Many of those marching were vaccinated. Some were there because they resented being forced to take a drug they did not want, others because they had friends or relatives in that position. Others were there to support the unvaxxed and, of course, there were people who are still holding out against the mandates.
I wasn’t at any of the protests, but looking at the television coverage, and what I found on the Internet, these demonstrations were in the tens of thousands, and easily would match any other protests I’ve seen in my lifetime.
Most significantly, these people were mostly from the right of the political spectrum – that end of the spectrum that is called the “silent majority” because of its aversion to public displays of force.
The moniker “Scotty from Marketing” has stuck because people aren’t sure that when the Prime Minister expresses a point of principle he really means it.
So is Morrison expressing politics or principle?
There’d be good reason for it to be politics. These marches are of a scale to challenge those in 2007 which opposed Howard’s Work Choices legislation.

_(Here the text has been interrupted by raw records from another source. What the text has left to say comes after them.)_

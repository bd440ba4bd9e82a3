//! # In-Process Collaborators
//!
//! Minimal implementations of the scheduler's collaborator traits, enough to
//! run a pool end to end inside one process: a service registry with a
//! ready queue, a channel-backed network poller, and a wall-clock driven
//! logical clock.

mod clock;
mod network;
mod registry;

pub use clock::MonotonicClock;
pub use network::{ChannelPoller, NetworkNotifier};
pub use registry::{Handler, LocalRegistry, ServiceControl};
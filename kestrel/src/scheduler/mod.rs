//! # Thread Scheduler Module
//!
//! A fixed team of OS threads that drives the runtime:
//!
//! - `worker_count` [`Worker`]s ask the service registry for one message at a
//!   time and park on a shared condition variable when there is nothing to do
//! - one [`Watchdog`] looks for workers stuck on the same message
//! - one [`Timer`] advances the logical clock, nudges idle workers and
//!   coordinates shutdown
//! - one [`SocketPoll`] thread bridges network readiness into wakeups
//!
//! [`Scheduler`] starts all of them and returns once every thread joined.
//!
//! ## Shutdown Protocol
//! Every role polls [`ServiceRegistry::live_service_count`]. When the timer
//! sees zero it shuts down the network poller first, which releases the
//! socket thread, and then closes [`SchedulerState`], which broadcasts to
//! every parked worker. Workers that have not parked yet see the closed flag
//! under the lock and never wait.

mod pool;
mod socket;
mod state;
mod timer;
mod watchdog;
mod worker;

pub use pool::{Scheduler, SchedulerReport};
pub use socket::SocketPoll;
pub use state::{SchedulerState, WorkerHandle};
pub use timer::Timer;
pub use watchdog::Watchdog;
pub use worker::Worker;

use std::fmt;
use std::sync::Arc;

use kestrel_api::clock::LogicalClock;
use kestrel_api::errors::SystemError;
use kestrel_api::network::NetworkPoller;
use kestrel_api::registry::ServiceRegistry;

/// The subsystems the scheduler drives.
#[derive(Clone)]
pub struct Collaborators {
    pub registry: Arc<dyn ServiceRegistry>,
    pub network: Arc<dyn NetworkPoller>,
    pub clock: Arc<dyn LogicalClock>,
}

impl Collaborators {
    pub fn new(
        registry: Arc<dyn ServiceRegistry>,
        network: Arc<dyn NetworkPoller>,
        clock: Arc<dyn LogicalClock>,
    ) -> Self {
        Self {
            registry,
            network,
            clock,
        }
    }
}

impl fmt::Debug for Collaborators {
    fn fmt(&self, f: &mut fmt::Formatter<'_>) -> fmt::Result {
        f.debug_struct("Collaborators")
            .field("live_services", &self.registry.live_service_count())
            .finish_non_exhaustive()
    }
}

/// The part a scheduler thread plays.
#[derive(Debug, Clone, Copy, PartialEq, Eq, Hash)]
pub enum Role {
    Watchdog,
    Timer,
    Socket,
    Worker(usize),
}

impl Role {
    pub fn kind(&self) -> &'static str {
        match self {
            Role::Watchdog => "watchdog",
            Role::Timer => "timer",
            Role::Socket => "socket",
            Role::Worker(_) => "worker",
        }
    }
}

impl fmt::Display for Role {
    fn fmt(&self, f: &mut fmt::Formatter<'_>) -> fmt::Result {
        match self {
            Role::Worker(id) => write!(f, "worker-{}", id),
            other => f.write_str(other.kind()),
        }
    }
}

/// Logs an unrecoverable scheduler failure and terminates the process.
///
/// A pool missing a role can never complete the shutdown protocol, so there
/// is no partial-pool fallback.
pub(crate) fn fatal(error: SystemError) -> ! {
    crate::log_error!(error, fatal = true);
    eprintln!("kestrel: fatal: {}", error);
    std::process::exit(1)
}

#[cfg(test)]
pub(crate) mod testing {
    //! Collaborator stubs shared by the scheduler unit tests.

    use std::sync::atomic::{AtomicUsize, Ordering};
    use std::sync::Mutex;

    use kestrel_api::clock::LogicalClock;
    use kestrel_api::monitor::{Stall, StallDetector};
    use kestrel_api::network::{NetworkPoller, PollEvent};
    use kestrel_api::registry::{DispatchOutcome, ServiceRegistry};

    /// Registry with no work and a settable live count.
    #[derive(Default)]
    pub struct IdleRegistry {
        pub live: AtomicUsize,
        pub stalls: Mutex<Vec<(usize, Stall)>>,
    }

    impl IdleRegistry {
        pub fn with_live(live: usize) -> Self {
            Self {
                live: AtomicUsize::new(live),
                ..Default::default()
            }
        }

        pub fn set_live(&self, live: usize) {
            self.live.store(live, Ordering::SeqCst);
        }
    }

    impl ServiceRegistry for IdleRegistry {
        fn dispatch(&self, _detector: &StallDetector) -> DispatchOutcome {
            DispatchOutcome::Idle
        }

        fn live_service_count(&self) -> usize {
            self.live.load(Ordering::SeqCst)
        }

        fn report_stall(&self, worker: usize, stall: &Stall) {
            self.stalls.lock().unwrap().push((worker, *stall));
        }
    }

    /// Poller that replays a script, then reports closed.
    pub struct ScriptedPoller {
        pub script: Mutex<Vec<PollEvent>>,
        pub shutdowns: AtomicUsize,
    }

    impl ScriptedPoller {
        pub fn new(mut script: Vec<PollEvent>) -> Self {
            script.reverse();
            Self {
                script: Mutex::new(script),
                shutdowns: AtomicUsize::new(0),
            }
        }
    }

    impl NetworkPoller for ScriptedPoller {
        fn poll(&self) -> PollEvent {
            self.script.lock().unwrap().pop().unwrap_or(PollEvent::Closed)
        }

        fn shutdown(&self) {
            self.shutdowns.fetch_add(1, Ordering::SeqCst);
        }
    }

    #[derive(Default)]
    pub struct CountingClock {
        pub ticks: AtomicUsize,
    }

    impl LogicalClock for CountingClock {
        fn advance(&self) {
            self.ticks.fetch_add(1, Ordering::SeqCst);
        }
    }
}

Work Choices played a part in Howard’s downfall.
They’ve also been organised and addressed by his opponents on the right. I don’t know what Clive Palmer’s vaccine status is, but I do know where he stands on this legislation – in front of the crowd with a megaphone.
In a sense it doesn’t matter whether it is principle or politics. Pauline Hanson’s One Nation, with the assistance of two Liberal senators – Gerard Rennick from Queensland and Alex Antic from South Australia – has threatened to block his legislative program in the last week of parliament if he doesn’t agree to ban vaccine mandates.
Their position is principled, but principle and politics align in this position, as far as Morrison is concerned. He needs to resolve the mandate issue.
Hanson has produced her own bill which saves Morrison the trouble of drafting his own. The COVID-19 Vaccination Status (Prevention of Discrimination) Bill 2021 bans discrimination by the Commonwealth on the basis of vaccination status, and relies on the government’s foreign affairs power to ban discrimination by the state and territories.
It’s embarrassing for Morrison that Hanson is well ahead of him on this, but it would also be embarrassing if he were shown to not be serious about stopping vaccine apartheid and not prepared to back either this bill, or produce one of his own.
If he doesn’t have a bill ready to roll, then it is an indictment of the government. He’s been saying all along that there should be no vaccine mandates. The government has as good a view of what is happening in the future as Senator Hanson, so there is no excuse if they have let her get in front of them.
Undoubtedly there will be pushback from members of the government, as well as the whole ALP.
This is partly Morrison’s fault. He has handled the COVID crisis largely by allowing the states to make decisions and trying to distance himself from the less popular ones. There has been no leadership, at least not that the public can see.
This means that the field has been vacated and the states have been allowed to run their nonsensical lines that COVID can be eliminated. Now they claim that anyone who is not vaccinated is a risk to those who are, at the same time as asserting the contradictory proposition that you need to be vaccinated to protect yourself from infection.
Morrison’s failure to counter these fallacious arguments means that public opinion has moved with them, and it now takes more than normal courage to run the contrary line. Many of his party live in seats where the state’s narrative dominates, making it very courageous for them to vote a different line.
Morrison has a week to sort his government and backbench out, or what remains of his minimalist parliamentary program will stall, and he will go into Christmas with a crisis of his own making. His temptation will be to allow a conscience vote.
That would be a disaster as Hanson’s bill would go down and Morrison would be exposed as a man of straw, ready to be burnt at the next election.
Graham Young is executive director of the Australian Institute for Progress and founder and editor of On Line Opinion.